About this task
If a line below contains the string "after", copy it out.

(Material provided Opens)

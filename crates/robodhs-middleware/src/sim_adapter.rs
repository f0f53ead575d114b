//! In-memory simulated robot.
//!
//! [`SimRobotAdapter`] stands in for the robot-control service:
//!
//! * **Manual mode** – every accepted call stays pending until the test (or
//!   operator) resolves it with [`SimRobotAdapter::resolve`] /
//!   [`SimRobotAdapter::resolve_next`].
//!
//! * **Auto mode** – every call succeeds after a fixed delay and a
//!   `task_message` [`StateEvent`] announcing the completion is broadcast.
//!   Used by `robodhs --simulate`.
//!
//! State notifications can be injected at any time with
//! [`SimRobotAdapter::emit`].

use std::sync::atomic::{AtomicBool, Ordering};
use std::sync::{Arc, Mutex, MutexGuard, PoisonError};
use std::time::Duration;

use async_trait::async_trait;
use futures_util::stream::{self, BoxStream};
use robodhs_types::{AdapterError, OperationId, OperationOutcome, RobotCall, StateEvent};
use tokio::sync::{Notify, broadcast};
use tracing::{debug, warn};

use crate::adapter::{OperationHandle, OperationResolver, RobotAdapter};

/// Default capacity of the notification broadcast channel.
const EVENT_CAPACITY: usize = 256;

#[derive(Debug, Clone, Copy, PartialEq, Eq)]
enum SimMode {
    Manual,
    AutoSucceed { delay: Duration },
}

struct PendingCall {
    id: OperationId,
    call: RobotCall,
    resolver: OperationResolver,
}

#[derive(Default)]
struct SimState {
    pending: Vec<PendingCall>,
    history: Vec<RobotCall>,
    cancelled: Vec<OperationId>,
    snapshot_requests: usize,
}

/// Simulated robot-control service.  Clone it cheaply – all clones share the
/// same robot.
#[derive(Clone)]
pub struct SimRobotAdapter {
    mode: SimMode,
    state: Arc<Mutex<SimState>>,
    events: broadcast::Sender<StateEvent>,
    connected: Arc<AtomicBool>,
    changed: Arc<Notify>,
}

impl SimRobotAdapter {
    /// A connected robot whose operations wait for explicit resolution.
    pub fn new() -> Self {
        Self::with_mode(SimMode::Manual)
    }

    /// A connected robot that completes every operation after `delay`.
    pub fn auto(delay: Duration) -> Self {
        Self::with_mode(SimMode::AutoSucceed { delay })
    }

    fn with_mode(mode: SimMode) -> Self {
        let (events, _) = broadcast::channel(EVENT_CAPACITY);
        Self {
            mode,
            state: Arc::new(Mutex::new(SimState::default())),
            events,
            connected: Arc::new(AtomicBool::new(true)),
            changed: Arc::new(Notify::new()),
        }
    }

    fn lock(&self) -> MutexGuard<'_, SimState> {
        self.state.lock().unwrap_or_else(PoisonError::into_inner)
    }

    /// Simulate the link to the robot server going up or down.
    pub fn set_connected(&self, connected: bool) {
        self.connected.store(connected, Ordering::SeqCst);
    }

    /// Every call accepted so far, in order.
    pub fn history(&self) -> Vec<RobotCall> {
        self.lock().history.clone()
    }

    /// Calls accepted but not yet resolved, oldest first.
    pub fn pending(&self) -> Vec<(OperationId, RobotCall)> {
        self.lock()
            .pending
            .iter()
            .map(|p| (p.id, p.call.clone()))
            .collect()
    }

    /// Operations the bridge asked to cancel.
    pub fn cancelled(&self) -> Vec<OperationId> {
        self.lock().cancelled.clone()
    }

    /// Resolve the pending operation `id`.  Returns `false` when `id` is not
    /// pending.
    pub fn resolve(&self, id: OperationId, outcome: OperationOutcome) -> bool {
        let entry = {
            let mut state = self.lock();
            let Some(index) = state.pending.iter().position(|p| p.id == id) else {
                return false;
            };
            state.pending.remove(index)
        };
        debug!(operation_id = %id, ?outcome, "sim robot resolving operation");
        entry.resolver.resolve(outcome);
        self.changed.notify_waiters();
        true
    }

    /// Resolve the oldest pending operation.
    pub fn resolve_next(&self, outcome: OperationOutcome) -> Option<OperationId> {
        let id = self.lock().pending.first().map(|p| p.id)?;
        self.resolve(id, outcome).then_some(id)
    }

    /// Broadcast an unsolicited notification to every subscriber.
    ///
    /// Returns the number of subscribers that received it.
    pub fn emit(&self, event: StateEvent) -> usize {
        self.events.send(event).unwrap_or(0)
    }

    /// Wait until at least `count` operations are pending.
    pub async fn wait_for_pending(&self, count: usize) {
        loop {
            let notified = self.changed.notified();
            if self.lock().pending.len() >= count {
                return;
            }
            notified.await;
        }
    }

    /// Wait until at least `count` cancellations have been requested.
    pub async fn wait_for_cancelled(&self, count: usize) {
        loop {
            let notified = self.changed.notified();
            if self.lock().cancelled.len() >= count {
                return;
            }
            notified.await;
        }
    }

    /// How often the bridge asked for a full state snapshot.
    pub fn snapshot_requests(&self) -> usize {
        self.lock().snapshot_requests
    }

    /// Number of live notification subscribers.
    pub fn subscriber_count(&self) -> usize {
        self.events.receiver_count()
    }
}

impl Default for SimRobotAdapter {
    fn default() -> Self {
        Self::new()
    }
}

#[async_trait]
impl RobotAdapter for SimRobotAdapter {
    async fn invoke(&self, call: RobotCall) -> Result<OperationHandle, AdapterError> {
        if !self.is_connected() {
            return Err(AdapterError::Unavailable(
                "simulated robot is disconnected".to_string(),
            ));
        }

        let id = OperationId::new();
        let (handle, resolver) = OperationHandle::channel(id);
        debug!(operation_id = %id, operation = %call.operation, "sim robot accepted call");

        match self.mode {
            SimMode::Manual => {
                let mut state = self.lock();
                state.history.push(call.clone());
                state.pending.push(PendingCall { id, call, resolver });
            }
            SimMode::AutoSucceed { delay } => {
                self.lock().history.push(call.clone());
                let events = self.events.clone();
                tokio::spawn(async move {
                    tokio::time::sleep(delay).await;
                    resolver.resolve(OperationOutcome::Succeeded { message: None });
                    let message = format!("INFO {} finished", call.operation);
                    let _ = events.send(StateEvent::new("task_message", None, message));
                });
            }
        }
        self.changed.notify_waiters();
        Ok(handle)
    }

    async fn subscribe(&self) -> BoxStream<'static, StateEvent> {
        let rx = self.events.subscribe();
        Box::pin(stream::unfold(rx, |mut rx| async move {
            loop {
                match rx.recv().await {
                    Ok(event) => return Some((event, rx)),
                    Err(broadcast::error::RecvError::Lagged(n)) => {
                        warn!(lagged_by = n, "sim robot subscriber lagged");
                    }
                    Err(broadcast::error::RecvError::Closed) => return None,
                }
            }
        }))
    }

    async fn cancel(&self, id: OperationId) {
        self.lock().cancelled.push(id);
        self.changed.notify_waiters();
    }

    async fn request_snapshot(&self) {
        self.lock().snapshot_requests += 1;
        self.changed.notify_waiters();
    }

    fn is_connected(&self) -> bool {
        self.connected.load(Ordering::SeqCst)
    }
}
//! [`Bridge`] – process-wide lifecycle.
//!
//! Startup order:
//!
//! 1. give the robot link up to `connect_timeout` to come up (the bridge
//!    starts regardless; calls fail with `robot_unavailable` meanwhile);
//! 2. start the event relay so it has a source before DCSS is `Active`;
//! 3. start the dispatcher;
//! 4. start the DCSS session loop.
//!
//! On shutdown the dispatcher first stops accepting commands, in-flight ones
//! get `shutdown_grace` to resolve, then every task is torn down.

use std::sync::Arc;
use std::time::Duration;

use robodhs_middleware::RobotAdapter;
use robodhs_types::BridgeError;
use tokio::task::{JoinError, JoinHandle};
use tokio_util::sync::CancellationToken;
use tracing::{info, warn};

use crate::dispatcher::{DispatchMsg, Dispatcher};
use crate::outbound::Outbound;
use crate::relay;
use crate::session::{SessionConfig, SessionManager};
use crate::status::StatusBoard;

/// Everything the coordinator needs besides the robot adapter.
#[derive(Debug, Clone)]
pub struct BridgeConfig {
    pub session: SessionConfig,
    /// Deadline for each robot operation, measured from issue.
    pub operation_timeout: Duration,
    pub shutdown_grace: Duration,
}

impl Default for BridgeConfig {
    fn default() -> Self {
        Self {
            session: SessionConfig::default(),
            operation_timeout: Duration::from_secs(600),
            shutdown_grace: Duration::from_secs(10),
        }
    }
}

pub struct Bridge {
    config: BridgeConfig,
    adapter: Arc<dyn RobotAdapter>,
    outbound: Outbound,
    status: StatusBoard,
}

impl Bridge {
    pub fn new(config: BridgeConfig, adapter: Arc<dyn RobotAdapter>) -> Self {
        Self {
            config,
            adapter,
            outbound: Outbound::new(),
            status: StatusBoard::new(),
        }
    }

    /// Handle to the outbound gate, e.g. for inspecting session state.
    pub fn outbound(&self) -> Outbound {
        self.outbound.clone()
    }

    /// The robot model behind the DCSS status strings.
    pub fn status(&self) -> StatusBoard {
        self.status.clone()
    }

    /// Run until `shutdown` fires (`Ok`) or a fatal error occurs.
    pub async fn run(self, shutdown: CancellationToken) -> Result<(), BridgeError> {
        let teardown = CancellationToken::new();

        self.await_robot(&shutdown).await;

        let mut relay = tokio::spawn(relay::run(
            self.adapter.clone(),
            self.outbound.clone(),
            self.status.clone(),
            teardown.clone(),
        ));

        let (dispatcher, dispatch) = Dispatcher::new(
            self.adapter.clone(),
            self.outbound.clone(),
            self.status.clone(),
            self.config.operation_timeout,
        );
        let mut in_flight = dispatcher.in_flight();
        let mut dispatcher = tokio::spawn(dispatcher.run(teardown.clone()));

        let session = SessionManager::new(
            self.config.session.clone(),
            self.outbound.clone(),
            dispatch.clone(),
        );
        let mut session: JoinHandle<Result<(), BridgeError>> =
            tokio::spawn(session.run(teardown.clone()));

        info!(
            dcss = %format!("{}:{}", self.config.session.dcss_host, self.config.session.dcss_port),
            hardware_name = %self.config.session.hardware_name,
            "bridge running"
        );

        let mut dispatcher_done = false;
        let mut relay_done = false;
        let mut outcome = tokio::select! {
            _ = shutdown.cancelled() => {
                info!("shutdown requested");
                let _ = dispatch.send(DispatchMsg::Drain);
                let drained = tokio::time::timeout(
                    self.config.shutdown_grace,
                    in_flight.wait_for(|n| *n == 0),
                )
                .await
                .is_ok();
                if !drained {
                    warn!(
                        grace = ?self.config.shutdown_grace,
                        in_flight = *in_flight.borrow(),
                        "grace period expired with commands in flight"
                    );
                }
                teardown.cancel();
                join(&mut session).await
            }
            result = &mut session => {
                teardown.cancel();
                flatten(result)
            }
            result = &mut dispatcher => {
                dispatcher_done = true;
                teardown.cancel();
                let _ = join(&mut session).await;
                Err(unexpected_exit("dispatcher", result))
            }
            result = &mut relay => {
                relay_done = true;
                teardown.cancel();
                let _ = join(&mut session).await;
                Err(unexpected_exit("event relay", result))
            }
        };

        if !dispatcher_done {
            outcome = outcome.and(settle("dispatcher", dispatcher.await));
        }
        if !relay_done {
            outcome = outcome.and(settle("event relay", relay.await));
        }
        info!(ok = outcome.is_ok(), "bridge stopped");
        outcome
    }

    async fn await_robot(&self, shutdown: &CancellationToken) {
        let deadline = tokio::time::Instant::now() + self.config.session.connect_timeout;
        while !self.adapter.is_connected() {
            if tokio::time::Instant::now() >= deadline {
                warn!("robot-control service not reachable yet; continuing");
                return;
            }
            tokio::select! {
                _ = shutdown.cancelled() => return,
                _ = tokio::time::sleep(Duration::from_millis(50)) => {}
            }
        }
        info!("robot-control service connected");
    }
}

async fn join(handle: &mut JoinHandle<Result<(), BridgeError>>) -> Result<(), BridgeError> {
    flatten(handle.await)
}

fn flatten(result: Result<Result<(), BridgeError>, JoinError>) -> Result<(), BridgeError> {
    result.map_err(|e| BridgeError::Fatal(format!("session task failed: {e}")))?
}

/// A task that only ends on teardown finished on its own.
fn unexpected_exit(task: &str, result: Result<(), JoinError>) -> BridgeError {
    match settle(task, result) {
        Err(e) => e,
        Ok(()) => BridgeError::Fatal(format!("{task} task exited unexpectedly")),
    }
}

fn settle(task: &str, result: Result<(), JoinError>) -> Result<(), BridgeError> {
    result.map_err(|e| BridgeError::Fatal(format!("{task} task failed: {e}")))
}

#[cfg(test)]
mod tests {
    use super::*;
    use robodhs_middleware::SimRobotAdapter;

    fn config(port: u16) -> BridgeConfig {
        BridgeConfig {
            session: SessionConfig {
                dcss_host: "127.0.0.1".to_string(),
                dcss_port: port,
                connect_timeout: Duration::from_millis(200),
                reconnect_min: Duration::from_millis(10),
                reconnect_max: Duration::from_millis(20),
                ..SessionConfig::default()
            },
            operation_timeout: Duration::from_secs(5),
            shutdown_grace: Duration::from_millis(200),
        }
    }

    #[tokio::test]
    async fn shuts_down_cleanly_without_dcss() -> Result<(), Box<dyn std::error::Error>> {
        // Nothing listens on this port; the session keeps retrying.
        let listener = std::net::TcpListener::bind("127.0.0.1:0")?;
        let port = listener.local_addr()?.port();
        drop(listener);

        let bridge = Bridge::new(config(port), Arc::new(SimRobotAdapter::new()));
        let shutdown = CancellationToken::new();
        let task = tokio::spawn(bridge.run(shutdown.clone()));

        tokio::time::sleep(Duration::from_millis(100)).await;
        shutdown.cancel();
        tokio::time::timeout(Duration::from_secs(5), task).await???;
        Ok(())
    }

    /// Simulated robot whose notification stream ends at once.
    struct MuteRobot(SimRobotAdapter);

    #[async_trait::async_trait]
    impl RobotAdapter for MuteRobot {
        async fn invoke(
            &self,
            call: robodhs_types::RobotCall,
        ) -> Result<robodhs_middleware::OperationHandle, robodhs_types::AdapterError> {
            self.0.invoke(call).await
        }

        async fn subscribe(&self) -> futures_util::stream::BoxStream<'static, robodhs_types::StateEvent> {
            Box::pin(futures_util::stream::empty())
        }

        async fn cancel(&self, id: robodhs_types::OperationId) {
            self.0.cancel(id).await
        }

        fn is_connected(&self) -> bool {
            self.0.is_connected()
        }
    }

    #[tokio::test]
    async fn ended_relay_is_fatal() -> Result<(), Box<dyn std::error::Error>> {
        let listener = std::net::TcpListener::bind("127.0.0.1:0")?;
        let port = listener.local_addr()?.port();
        drop(listener);

        let bridge = Bridge::new(config(port), Arc::new(MuteRobot(SimRobotAdapter::new())));
        let result = tokio::time::timeout(Duration::from_secs(5), bridge.run(CancellationToken::new())).await?;
        match result {
            Err(BridgeError::Fatal(message)) => assert!(message.contains("event relay"), "{message}"),
            other => panic!("expected a fatal error, got {other:?}"),
        }
        Ok(())
    }

    #[tokio::test]
    async fn disconnected_robot_does_not_block_startup() -> Result<(), Box<dyn std::error::Error>> {
        let listener = tokio::net::TcpListener::bind("127.0.0.1:0").await?;
        let port = listener.local_addr()?.port();

        let robot = SimRobotAdapter::new();
        robot.set_connected(false);
        let bridge = Bridge::new(config(port), Arc::new(robot));
        let outbound = bridge.outbound();
        let shutdown = CancellationToken::new();
        let task = tokio::spawn(bridge.run(shutdown.clone()));

        let (_stream, _) = tokio::time::timeout(Duration::from_secs(5), listener.accept()).await??;
        while outbound.epoch().is_none() {
            tokio::time::sleep(Duration::from_millis(5)).await;
        }

        shutdown.cancel();
        tokio::time::timeout(Duration::from_secs(5), task).await???;
        Ok(())
    }
}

(Material provided Closes)

Solved problem
//! * **Auto mode** – every call succeeds after a fixed delay and a
    /// A connected robot that completes every operation after `delay`.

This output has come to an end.